# KenpoJoe and More



## RevIV (Mar 4, 2008)

Well im sure this could go in two sections, but in a less popular thread (less popular because i did not like it  ) People wanted to see KenpoJoe in action.  On June 1st at my dojo in Chelmsford Ma.  Prof. Rebello, Sigung Duncan and Guru Dan Donzella will be doing an all day seminar.  I know this is not a seminar section but others asked about it in this section and all are Kempo family or close to it.  This is going to be a sweet day.  hopefully this thread will stay here and we can talk about the fun to expect. And maybe what some may want to see from Prof. Rebello. If you do not plan on coming than it should not matter what you want to see at it, and i say this with an open heart.
Jesse


----------



## ackks10 (Mar 4, 2008)

RevIV said:


> Well im sure this could go in two sections, but in a less popular thread (less popular because i did not like it  ) People wanted to see KenpoJoe in action.  On June 1st at my dojo in Chelmsford Ma.  Prof. Rebello, Sigung Duncan and Guru Dan Donzella will be doing an all day seminar.  I know this is not a seminar section but others asked about it in this section and all are Kempo family or close to it.  This is going to be a sweet day.  hopefully this thread will stay here and we can talk about the fun to expect. And maybe what some may want to see from Prof. Rebello. If you do not plan on coming than it should not matter what you want to see at it, and i say this with an open heart.
> Jesse




Hey Jesse,,whats up:mst: is there something that i'm missing here:wavey:


----------



## Matt (Mar 4, 2008)

ackks10 said:


> Hey Jesse,,whats up:mst: is there something that i'm missing here:wavey:



Not if you go to the seminar:wink2:

There was a thread in which folks expressed some disbelief that Joe could be ranked in all the arts that he is. The point is that they wanted to see the 'proof in the pudding'. Now here's their chance. As an added bonus, there are two other top notch instructors there. No-lose proposition. 

See you there Jesse.


----------



## ackks10 (Mar 4, 2008)

Matt said:


> Not if you go to the seminar:wink2:
> 
> There was a thread in which folks expressed some disbelief that Joe could be ranked in all the arts that he is.
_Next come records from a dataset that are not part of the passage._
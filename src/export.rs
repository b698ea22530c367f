// src/export.rs
//! Code export through `code2prompt`.
//!
//! Inside a NEIRA super-project (a directory holding both `neira-core` and
//! `neira-cli-mcp`, searched upward from the working directory) a named
//! profile picks which packages go into the dump. Anywhere else the current
//! project is exported whole. Dumps land in
//! `<root>/.neira/export_code/<date>/v<HHMM>/`.

use chrono::{DateTime, TimeZone};
use std::{
    fmt, fs, io,
    path::{Path, PathBuf},
    process::Command,
};
use tracing::{debug, info, warn};

use crate::{
    error::ExportError,
    util::{date_stamp, project_name_from_path, time_stamp},
};

pub type Result<T> = std::result::Result<T, ExportError>;

pub const TOOL: &str = "code2prompt";
pub const EXPORT_IGNORE: &str = ".exportignore";

/// Markers of the super-project root; both must be present.
const ROOT_MARKERS: [&str; 2] = ["neira-core", "neira-cli-mcp"];
const PACKAGE_PREFIX: &str = "neira-";

/// Excludes applied to every super-project export.
pub const COMMON_EXCLUDES: &[&str] = &[
    // build output and dependencies
    "**/node_modules/**", "**/dist/**", "**/out/**", "**/build/**", "**/.next/**",
    "**/.turbo/**", "**/coverage/**", "*.log", "*.map", "*.lock",
    "*.DS_Store", "*.idea*", "*.vscode*", ".git/**",
    "*/.neira/export_code/*",
    // submodule duplicate of neira-core
    "**/neira-enterprise/platform/**",
    // scratch
    "**/logs/**", "**/tmp/**", "**/temp/**", "**/.cache/**",
    // tests and fixtures
    "**/__tests__/**", "**/spec/**", "**/test/**", "**/*test*/**",
    "**/neira-apps/examples/**", "**/fixtures/**",
    // site sources of the docs package
    "**/neira-docs/blog/**", "**/neira-docs/src/**", "**/neira-docs/static/**",
    "**/.docusaurus/**",
    // binaries and media
    "*.png", "*.jpg", "*.jpeg", "*.gif", "*.bmp", "*.webp", "*.svg", "*.ico", "*.icns",
    "*.wav", "*.mp3", "*.mp4", "*.avi", "*.mov", "*.css", "*.dll", "*.bin", "*.dmg",
    "*.pdf", "*.exe", "*.ttf", "*.woff", "*.woff2", "*.otf",
    // service files
    "**/public/**", "**/drizzle/**", "**/storybook-static/**",
    "*.backup", "*.yml", "*.yaml", "**/*archive*/**",
    "*package-lock.json", "*yarn.lock", "*.pnp.cjs", "*.pnp.js", "*.pnp.loader.mjs",
    "**/.yarn/**", "**/install-state.gz",
    "*.tsbuildinfo", "*.tgz", "*.tar.gz",
    "*.db", "*.sqlite", "*.sqlite3",
    "**/LICENSE", "**/LICENSE.*", "**/*.LICENSE", "**/COPYING", "**/COPYRIGHT",
    "**/scripts/**",
];

/// Excludes for a plain (non super-project) export.
pub const BASIC_EXCLUDES: &[&str] = &[
    "node_modules", "dist", ".git", "*.log", "*.map", "*.lock", "*.DS_Store",
    ".idea", ".vscode", "coverage", ".next", "build", "out", ".turbo",
    "tmp", "temp", ".cache", "*.tsbuildinfo", "*.tgz", "*.tar.gz",
];

const SKIP_TESTS: &[&str] = &["*tests*", "*test.ts", "*spec.ts"];

/* ================================ Profiles ================================ */

#[derive(Debug, Clone, PartialEq, Eq)]
pub enum Profile {
    General,
    Mobile,
    Community,
    Enterprise,
    Cli,
    Cloud,
    Docs,
    Build,
    Tests,
    All,
    /// A discovered `neira-*` package directory.
    Package(String),
}

impl Profile {
    /// Built-in profiles with their descriptions, in help order.
    pub const BUILTIN: &'static [(&'static str, &'static str)] = &[
        ("general", "Основные компоненты без документации и тестов"),
        ("mobile", "Мобильная часть (neira-mobile-core + neira-mobile-bff)"),
        ("community", "Открытая экосистема (neira-core + neira-apps)"),
        ("enterprise", "Коммерческая часть (neira-enterprise)"),
        ("cli", "Инструменты разработчика (neira-cli-mcp)"),
        ("cloud", "Облачные сервисы (neira-cloud-backend)"),
        ("docs", "Документация (neira-docs/docs + README файлы)"),
        ("build", "Конфигурация сборки и CI"),
        ("tests", "Тесты и вспомогательные скрипты"),
        ("all", "Максимально полный дамп"),
    ];

    /// Built-in name, or one of the discovered `packages`.
    pub fn resolve(name: &str, packages: &[String]) -> Result<Self> {
        Ok(match name {
            "general" => Profile::General,
            "mobile" => Profile::Mobile,
            "community" => Profile::Community,
            "enterprise" => Profile::Enterprise,
            "cli" => Profile::Cli,
            "cloud" => Profile::Cloud,
            "docs" => Profile::Docs,
            "build" => Profile::Build,
            "tests" => Profile::Tests,
            "all" => Profile::All,
            other if packages.iter().any(|p| p == other) => Profile::Package(other.to_string()),
            other => return Err(ExportError::UnknownProfile(other.to_string())),
        })
    }

    pub fn name(&self) -> &str {
        match self {
            Profile::General => "general",
            Profile::Mobile => "mobile",
            Profile::Community => "community",
            Profile::Enterprise => "enterprise",
            Profile::Cli => "cli",
            Profile::Cloud => "cloud",
            Profile::Docs => "docs",
            Profile::Build => "build",
            Profile::Tests => "tests",
            Profile::All => "all",
            Profile::Package(p) => p,
        }
    }

    pub fn description(&self) -> &'static str {
        Self::BUILTIN
            .iter()
            .find(|(n, _)| *n == self.name())
            .map_or("Динамический пакет", |(_, d)| *d)
    }

    /// `(includes, excludes)` this profile adds on top of the common excludes.
    fn filters(&self) -> (Vec<String>, Vec<String>) {
        let s = |v: &[&str]| v.iter().map(ToString::to_string).collect::<Vec<_>>();
        let package = |globs: &[&str]| (s(globs), s(SKIP_TESTS));
        match self {
            Profile::General => (
                s(&[
                    "package.json", "README.md", "CHANGELOG.md", "ROADMAP.md",
                    "neira-mobile-core/package.json", "neira-mobile-core/packages/**",
                    "neira-core/package.json", "neira-core/packages/**",
                    "neira-enterprise/package.json", "neira-enterprise/packages/**",
                    "neira-cli-mcp/package.json", "neira-cli-mcp/src/**",
                    "neira-cloud-backend/package.json", "neira-cloud-backend/services/**",
                ]),
                s(&["*tests*", "*test.ts", "*spec.ts", ".github/*", "*docs*", "neira-docs/*"]),
            ),
            Profile::Mobile => package(&["neira-mobile-core/**"]),
            Profile::Community => package(&["neira-core/**", "neira-apps/**"]),
            Profile::Enterprise => package(&["neira-enterprise/**"]),
            Profile::Cli => package(&["neira-cli-mcp/**"]),
            Profile::Cloud => package(&["neira-cloud-backend/**"]),
            Profile::Docs => (
                s(&["neira-docs/docs/**", "*.md", "**/README*", "*.mmd", ".neira/docs/**"]),
                s(&["*node_modules*"]),
            ),
            Profile::Build => (
                s(&[
                    "package.json", "turbo.json", "**/package.json",
                    "*.config.js", "*.config.ts", "*.config.json",
                    ".github/workflows/**", "**/scripts/**",
                    "tsconfig.json", "**/tsconfig.json",
                ]),
                Vec::new(),
            ),
            Profile::Tests => (
                s(&["**/tests/**", "*test.ts", "*spec.ts", "**/scripts/**", "**/__tests__/**"]),
                Vec::new(),
            ),
            // heavy UI sources make the full dump unusable
            Profile::All => (Vec::new(), s(&["neira-core/packages/apps/librechat-ui/src/**"])),
            Profile::Package(p) => (vec![format!("{p}/**")], Vec::new()),
        }
    }
}

impl fmt::Display for Profile {
    fn fmt(&self, f: &mut fmt::Formatter<'_>) -> fmt::Result {
        f.write_str(self.name())
    }
}

/* ============================== Discovery ============================== */

/// Nearest ancestor of `start` (inclusive) holding both root markers.
pub fn find_super_root(start: &Path) -> Option<PathBuf> {
    start
        .ancestors()
        .find(|dir| ROOT_MARKERS.iter().all(|m| dir.join(m).exists()))
        .map(Path::to_path_buf)
}

/// `neira-*` directories under `root` that carry a `package.json`, sorted.
pub fn discover_packages(root: &Path) -> Vec<String> {
    let entries = match fs::read_dir(root) {
        Ok(e) => e,
        Err(e) => {
            warn!(root = %root.display(), error = %e, "could not list packages");
            return Vec::new();
        }
    };
    let mut out: Vec<String> = entries
        .filter_map(std::result::Result::ok)
        .filter(|e| e.path().join("package.json").is_file())
        .filter_map(|e| e.file_name().to_str().map(str::to_string))
        .filter(|name| name.starts_with(PACKAGE_PREFIX))
        .collect();
    out.sort();
    out
}

/// Extra exclude globs from `<root>/.exportignore`. Blank lines and `#`
/// comments are skipped; a missing file means none.
pub fn read_export_ignore(root: &Path) -> Result<Vec<String>> {
    let path = root.join(EXPORT_IGNORE);
    let text = match fs::read_to_string(&path) {
        Ok(t) => t,
        Err(e) if e.kind() == io::ErrorKind::NotFound => return Ok(Vec::new()),
        Err(e) => return Err(ExportError::io(path, e)),
    };
    Ok(parse_export_ignore(&text))
}

pub fn parse_export_ignore(text: &str) -> Vec<String> {
    text.lines()
        .map(str::trim)
        .filter(|l| !l.is_empty() && !l.starts_with('#'))
        .map(str::to_string)
        .collect()
}

/* ================================ Plan ================================ */

/// What to export.
#[derive(Debug, Clone, PartialEq, Eq)]
pub enum Target {
    SuperProject { profile: Profile, packages: Vec<String> },
    /// No super-project above the working directory.
    CurrentProject { name: String },
}

/// Everything needed to run one export, resolved up front.
#[derive(Debug, Clone, PartialEq, Eq)]
pub struct ExportPlan {
    pub root: PathBuf,
    pub target: Target,
    pub version_dir: PathBuf,
    pub output_file: PathBuf,
    /// From `.exportignore`.
    pub extra_excludes: Vec<String>,
}

impl ExportPlan {
    /// Resolves root, profile and output location for an export started in `cwd`.
    pub fn resolve<Tz: TimeZone>(
        cwd: &Path,
        profile: &str,
        output: Option<&str>,
        now: &DateTime<Tz>,
    ) -> Result<Self>
    where
        Tz::Offset: fmt::Display,
    {
        let (date, time) = (date_stamp(now), time_stamp(now));

        let (root, target, default_name) = match find_super_root(cwd) {
            Some(root) => {
                let packages = discover_packages(&root);
                let profile = Profile::resolve(profile, &packages)?;
                let name = format!("v{time}-{date}-{profile}-neira-super-app.md");
                debug!(root = %root.display(), %profile, packages = packages.len(), "super-project export");
                (root, Target::SuperProject { profile, packages }, name)
            }
            None => {
                let name = project_name_from_path(cwd);
                info!(cwd = %cwd.display(), "no super-project found, exporting current project");
                let file = format!("v{time}-{date}-{name}.md");
                (cwd.to_path_buf(), Target::CurrentProject { name }, file)
            }
        };

        let version_dir = root.join(".neira").join("export_code").join(date).join(format!("v{time}"));
        let output_file = version_dir.join(output.map_or(default_name, str::to_string));
        let extra_excludes = read_export_ignore(&root)?;

        Ok(Self { root, target, version_dir, output_file, extra_excludes })
    }

    /// Arguments for `code2prompt`, run with `root` as working directory.
    pub fn args(&self) -> Vec<String> {
        let root_arg = match &self.target {
            Target::SuperProject { .. } => self.root.to_string_lossy().into_owned(),
            Target::CurrentProject { .. } => ".".to_string(),
        };
        let mut args = vec![
            root_arg,
            "--no-clipboard".to_string(),
            "-O".to_string(),
            self.output_file.to_string_lossy().into_owned(),
        ];
        let mut push = |flag: &str, values: &mut dyn Iterator<Item = String>| {
            for v in values {
                args.push(flag.to_string());
                args.push(v);
            }
        };

        match &self.target {
            Target::SuperProject { profile, .. } => {
                push("-e", &mut COMMON_EXCLUDES.iter().map(ToString::to_string));
                push("-e", &mut self.extra_excludes.iter().cloned());
                let (includes, excludes) = profile.filters();
                push("-i", &mut includes.into_iter());
                push("-e", &mut excludes.into_iter());
            }
            Target::CurrentProject { .. } => {
                push("-e", &mut BASIC_EXCLUDES.iter().map(ToString::to_string));
                push("-e", &mut self.extra_excludes.iter().cloned());
            }
        }
        args
    }
}

/* ================================ Runner ================================ */

#[derive(Debug, Clone, PartialEq, Eq)]
pub enum ExportOutcome {
    /// Output file existed and `force` was off.
    AlreadyExists(PathBuf),
    Exported {
        path: PathBuf,
        /// Rough size in thousands of words.
        tokens_k: usize,
    },
}

/// Runs `<tool> --version`; returns its trimmed output.
pub fn check_tool(tool: &str) -> Result<String> {
    match Command::new(tool).arg("--version").output() {
        Ok(out) if out.status.success() => {
            let version = String::from_utf8_lossy(&out.stdout).trim().to_string();
            debug!(tool, %version, "tool found");
            Ok(version)
        }
        Ok(out) => {
            debug!(tool, code = ?out.status.code(), "version check failed");
            Err(ExportError::ToolMissing(tool.to_string()))
        }
        Err(e) if e.kind() == io::ErrorKind::NotFound => Err(ExportError::ToolMissing(tool.to_string())),
        Err(source) => Err(ExportError::Spawn { tool: tool.to_string(), source }),
    }
}

/// Runs `tool` with `args` in `cwd`, capturing output. Non-zero exit is
/// `ExportError::Failed`.
pub fn run_tool(tool: &str, args: &[String], cwd: &Path) -> Result<String> {
    debug!(tool, args = %args.join(" "), "running");
    let out = Command::new(tool)
        .args(args)
        .current_dir(cwd)
        .output()
        .map_err(|source| ExportError::Spawn { tool: tool.to_string(), source })?;

    if out.status.success() {
        Ok(String::from_utf8_lossy(&out.stdout).into_owned())
    } else {
        Err(ExportError::Failed {
            code: out.status.code(),
            stderr: String::from_utf8_lossy(&out.stderr).trim().to_string(),
        })
    }
}

/// Executes `plan` with `tool`. Checks the tool first, then the overwrite guard.
pub fn run_export(plan: &ExportPlan, tool: &str, force: bool) -> Result<ExportOutcome> {
    check_tool(tool)?;

    if plan.output_file.exists() && !force {
        info!(path = %plan.output_file.display(), "export exists, not overwriting");
        return Ok(ExportOutcome::AlreadyExists(plan.output_file.clone()));
    }
    fs::create_dir_all(&plan.version_dir).map_err(|e| ExportError::io(&plan.version_dir, e))?;

    run_tool(tool, &plan.args(), &plan.root)?;
    let tokens_k = estimate_tokens(&plan.output_file);
    info!(path = %plan.output_file.display(), tokens_k, "export complete");
    Ok(ExportOutcome::Exported { path: plan.output_file.clone(), tokens_k })
}

/// Whitespace-separated words in thousands, rounded up. 0 if unreadable.
pub fn estimate_tokens(path: &Path) -> usize {
    fs::read_to_string(path).map_or(0, |text| text.split_whitespace().count().div_ceil(1000))
}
The point is that they wanted to see the 'proof in the pudding'. Now here's their chance. As an added bonus, there are two other top notch instructors there. No-lose proposition.
> 
> See you there Jesse.




wow do you think i should go to this???


----------



## RevIV (Mar 4, 2008)

Hi Sir,  (ACKKS10),

Please feel free to come up, it is going to be a fun day.  I was re-reading my post and i feel if it is misread, i may of come off strong.  That was not my intention.  I was at a great seminar 2 weeks ago (saratoga martial arts festival) and the opening ceremony was all about no egos and how all the arts are great.  then two excellent Sensei's came up and demonstrated 6 forms from 6 different systems. They then showed how the different movements in the end came to the same conclusion, may that of been an arm break, take down or so on.  Thats all I meant by my statement, as Matt stated, some people wanted to see Prof. Joe and I was just re-iterating for all to come with an open-mind.
In Peace,
Jesse


----------



## 14 Kempo (Mar 4, 2008)

Darn, wish I could be there ... sorry I'll miss that.


----------



## ackks10 (Mar 4, 2008)

RevIV said:


> Hi Sir,  (ACKKS10),
> 
> Please feel free to come up, it is going to be a fun day.  I was re-reading my post and i feel if it is misread, i may of come off strong.  That was not my intention.  I was at a great seminar 2 weeks ago (saratoga martial arts festival) and the opening ceremony was all about no egos and how all the arts are great.  then two excellent Sensei's came up and demonstrated 6 forms from 6 different systems. They then showed how the different movements in the end came to the same conclusion, may that of been an arm break, take down or so on.  Thats all I meant by my statement, as Matt stated, some people wanted to see Prof. Joe and I was just re-iterating for all to come with an open-mind.
> In Peace,
> Jesse



LOL,,:wink2: i was just joking, you see jess i was talking to kenpojoe today and he did not say anything about this??? i was a little surprised about it
not that i'm anybody . don't worry about it.
yours in kenpo


----------



## MJS (Mar 4, 2008)

Hey George,

In case you're wondering, this is the thread in question that people are talking about.  The thread, which I started, was not started to focus on Joe, but on high rank/multiple arts in general, however, it did take a turn towards Joe.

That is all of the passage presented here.